Relisez ce roman par trop passé inaperçu. Moins médiatique qu’une Palme d’or, plus difficile qu’un film virtuose signé Tarantino, La Peau du loup mérite bien d’être lu et relu. Et pas uniquement parce qu’il évoquerait le poids d’une mémoire accablante qui nous est de moins en moins étrangère : cette voix qu’il invente a déposé son grain partout en Europe, celle des extrémistes de droite.

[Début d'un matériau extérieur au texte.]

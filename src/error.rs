use thiserror::Error;

#[derive(Error, Debug)]
pub enum ApiError {
    #[error("request to {path} failed: {source}")]
    Transport {
        path: String,
        #[source]
        source: reqwest::Error,
    },
    #[error("request to {path} returned {status}")]
    Status {
        path: String,
        status: reqwest::StatusCode,
    },
    #[error("unexpected payload from {path}: {source}")]
    Decode {
        path: String,
        #[source]
        source: serde_json::Error,
    },
}

pub type Result<T> = std::result::Result<T, ApiError>;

L'Autriche le sait bien assez, qui a pataugé longtemps dans le sang jusqu'aux chevilles, comme l’affirmait Elfriede Jelinek. Pays d'amnésiques, l'accession au pouvoir de l'extrême droite y consacra "la faillite des hommes de nationalité autrichienne devant leur histoire". Elle faisait un tel bruit autour du silence autrichien sur sa mémoire nazie !
Dans le village de Schweigein (silence), au bout du monde, un matelot se réveille en pleine nuit, en proie à un malaise indéfinissable. Il vient d'entendre un bruit qui a rempli toute la voûte du ciel. Une stridence qui paraît venir d'une vieille briqueterie en ruine. Inaudible d'abord, elle devient vite quelque chose de bestial. Un souffle à l’envers du souffle de l’Esprit, surplombant les hommes pour retomber sur eux comme ces couvercles de plomb sur les ciels de Baudelaire. Résonances sourdes de silhouettes, de figures sans image qui hantent la forêt. Figures dont on a confisqué l'image. Bientôt, des morts mystérieuses plongent le village dans l'ignoble. Tout tourne autour de cette briqueterie - un signe à déchiffrer. Sur le modèle du récit policier, le narrateur épie des objets qui se dérobent à la vue. Dans leur lente remontée au visible, il nous rend littéralement la vue. Mais la chose qui vient n'a tout d'abord ni visage, ni nom. "Il faut (même) se fabriquer des yeux d'oiseau de nuit" pour la voir, car elle est ignoble ! Seuls les cadavres semblent parvenir à ouvrir les yeux. Cette trace sanglante qui encercle le pays et l'enferme, le matelot la piste, avant de "partir, loin de cette prétendue patrie", où rôdent les nazillons en mal d'exaction.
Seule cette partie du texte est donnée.